Quando lembrava de Márcia, não entendia o que tinha dado errado. Foi um namoro morno desde o início. Um dia ela perdeu o interesse, e partiu para viver algo que a balançasse. Ele mesmo ficou com ela um pouco por falta de opção. Só que ele continuava sem opções. Talvez não por feiura, mas pela mais simples falta de jeito.

Saía da zona sombria, esgueirava-se por um vale ainda inseguro, um trecho perdido entre prédios abandonados, um deserto que separava as ruas movimentadas de becos, quando reparou a movimentação de uma mulher e uma criança, sendo abordadas por dois policiais. Eles estavam a sua frente a alguns metros. Poderia ter simplesmente desviado, ter mergulhado em outro beco, no fluxo de luz que o aguardava mais a frente. Entretanto, sentiu-se fortemente atraído para o grupo. Uma mulher negra, assustadoramente linda, uma criança magra e loura, de uma beleza difícil de ser ignorada, sendo abordadas por dois policiais, nitidamente agressivos. O policial ria com o rosto de uma demónio obsceno, e a mulher negra tirava a mão dele de sua cintura com nervosismo. Chegou perto o suficiente para ouvir o que diziam.

— Senhor, somos duas servas do Senhor. Não somos criminosas.

— Mas o que as servas do senhor fazem em becos escuros.

— Buscamos almas perdidas, ganhar almas para Jesus.

— Mas que coincidência. As duas acabam de encontrar dois perdidos. Estamos ansiosos para que ganhem as nossas almas.

— Sangue de Cristo tem poder.

— Vamos fazer o seguinte. A irmã me concede alguns instantes a sós com a sua pupila, a pequena irmãzinha, e a Senhora passa alguns momentinhos com o meu colega. Tenho certeza que depois dessa caridade, seremos praticamente santos.

— Ei, olha ali. Tem um cara olhando. Disse o outro policial, até agora silencioso em seu sorriso. Os dois eram homens grandes e gordos. Tinham os braços grandes, e os pescoços lutando contra a gola das camisas.

Cristiano não teve tempo de fugir, ou de manifestar qualquer objeção. De repente, estava no meio daqueles momentos que definem a sua vida, momentos de azar que todos nós estamos sujeitos. Como diria? Um momento de mal karma. Talvez essa fosse a palavra que o sue professor lhe dissesse, ele que era dado a momento em que era dominado por qualquer filosofia oriental que devia estar ligada a arte que praticavam.

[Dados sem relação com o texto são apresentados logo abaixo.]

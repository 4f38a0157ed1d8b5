//! Surface management for windowed rendering.
//!
//! Hides the raw-window-handle plumbing from the rest of the crate and
//! answers the per-adapter questions swapchain creation needs.

use ash::vk;
use raw_window_handle::{HasDisplayHandle, HasWindowHandle};

use crate::error::{GpuError, Result, VkResultExt};

/// Surface context for windowed rendering.
pub struct SurfaceContext {
    /// The Vulkan surface handle.
    pub(crate) surface: vk::SurfaceKHR,
    /// Surface extension loader.
    pub(crate) surface_loader: ash::khr::surface::Instance,
}

impl SurfaceContext {
    /// Create a surface for a window.
    ///
    /// # Safety
    /// The entry and instance must be valid and the window must outlive the surface.
    pub unsafe fn from_window<W>(
        entry: &ash::Entry,
        instance: &ash::Instance,
        window: &W,
    ) -> Result<Self>
    where
        W: HasDisplayHandle + HasWindowHandle,
    {
        let display = window
            .display_handle()
            .map_err(|e| GpuError::SurfaceCreation(format!("Failed to get display handle: {e}")))?;
        let window_handle = window
            .window_handle()
            .map_err(|e| GpuError::SurfaceCreation(format!("Failed to get window handle: {e}")))?;

        let surface = unsafe {
            ash_window::create_surface(
                entry,
                instance,
                display.as_raw(),
                window_handle.as_raw(),
                None,
            )
        }
        .check("vkCreateSurfaceKHR")?;

        let surface_loader = ash::khr::surface::Instance::new(entry, instance);

        Ok(Self {
            surface,
            surface_loader,
        })
    }

    /// Get the raw surface handle.
    pub fn handle(&self) -> vk::SurfaceKHR {
        self.surface
    }

    /// Whether a queue family of `physical_device` can present to this surface.
    pub fn supports_present(
        &self,
        physical_device: vk::PhysicalDevice,
        queue_family: u32,
    ) -> Result<bool> {
        unsafe {
            self.surface_loader.get_physical_device_surface_support(
                physical_device,
                queue_family,
                self.surface,
            )
        }
        .check("vkGetPhysicalDeviceSurfaceSupportKHR")
    }

    /// Query capabilities, formats and present modes for an adapter.
    pub fn support(&self, physical_device: vk::PhysicalDevice) -> Result<SurfaceSupport> {
        unsafe {
            let capabilities = self
                .surface_loader
                .get_physical_device_surface_capabilities(physical_device, self.surface)
                .check("vkGetPhysicalDeviceSurfaceCapabilitiesKHR")?;

            let formats = self
                .surface_loader
                .get_physical_device_surface_formats(physical_device, self.surface)
                .check("vkGetPhysicalDeviceSurfaceFormatsKHR")?;

            let present_modes = self
                .surface_loader
                .get_physical_device_surface_present_modes(physical_device, self.surface)
                .check("vkGetPhysicalDeviceSurfacePresentModesKHR")?;

            Ok(SurfaceSupport {
                capabilities,
                formats,
                present_modes,
            })
        }
    }

    /// Destroy the surface. Safe to call twice.
    ///
    /// # Safety
    /// No swapchain created from this surface may still exist.
    pub unsafe fn destroy(&mut self) {
        if self.surface != vk::SurfaceKHR::null() {
            unsafe { self.surface_loader.destroy_surface(self.surface, None) };
            self.surface = vk::SurfaceKHR::null();
        }
    }
}

/// Surface support query result.
#[derive(Debug, Clone)]
pub struct SurfaceSupport {
    /// Raw surface capabilities.
    pub capabilities: vk::SurfaceCapabilitiesKHR,
    /// Supported surface formats.
    pub formats: Vec<vk::SurfaceFormatKHR>,
    /// Supported present modes.
    pub present_modes: Vec<vk::PresentModeKHR>,
}

impl SurfaceSupport {
    /// An adapter/surface pair is usable only if both lists are non-empty.
    pub fn is_adequate(&self) -> bool {
        !self.formats.is_empty() && !self.present_modes.is_empty()
    }
}

#[cfg(test)]
mod tests {
    use super::*;

    fn support(formats: usize, modes: usize) -> SurfaceSupport {
        SurfaceSupport {
            capabilities: vk::SurfaceCapabilitiesKHR::default(),
            formats: vec![vk::SurfaceFormatKHR::default(); formats],
            present_modes: vec![vk::PresentModeKHR::FIFO; modes],
        }
    }

    #[test]
    fn adequacy_requires_formats_and_modes() {
        assert!(support(1, 1).is_adequate());
        assert!(!support(0, 1).is_adequate());
        assert!(!support(2, 0).is_adequate());
    }
}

O mal karma de Cristiano manifestou-se. Dois homens grandes, fardados e violentos, caminhavam em sua direção. Mesmo ele, tapado do jeito que era, sabia o que significava: problemas. O fato de ele mesmo também ser um cara grande, e musculoso, com o kimono amarrado com faixa nas costas, talvez conferissem a ele o título de perigoso também, com a diferença que ele não estava armado, e não passava de uma criança, a despeito de seu tamanho e sua força.

— Vaza daqui, rapaz! Está olhando o que? Não tem nada pra ver aqui, não. Vaza! Vaza! Vaza, mané!

— Eu só saio daqui com as duas mulheres.

— E você vai fazer o quê? Vai colocar elas na tua bicicleta e vai sair andando com elas? Quem tu pensa que é, moleque?

— Ei, cara! Acho melhor irmos embora.

— Eu não vou embora, porra nenhuma. Não é nenhum moleque como esse que vai me dizer o que fazer. Eu vou comer aquelas putinhas, hoje, e se eu quiser, eu como o teu cu também. Disse, apontando para o Cristiano.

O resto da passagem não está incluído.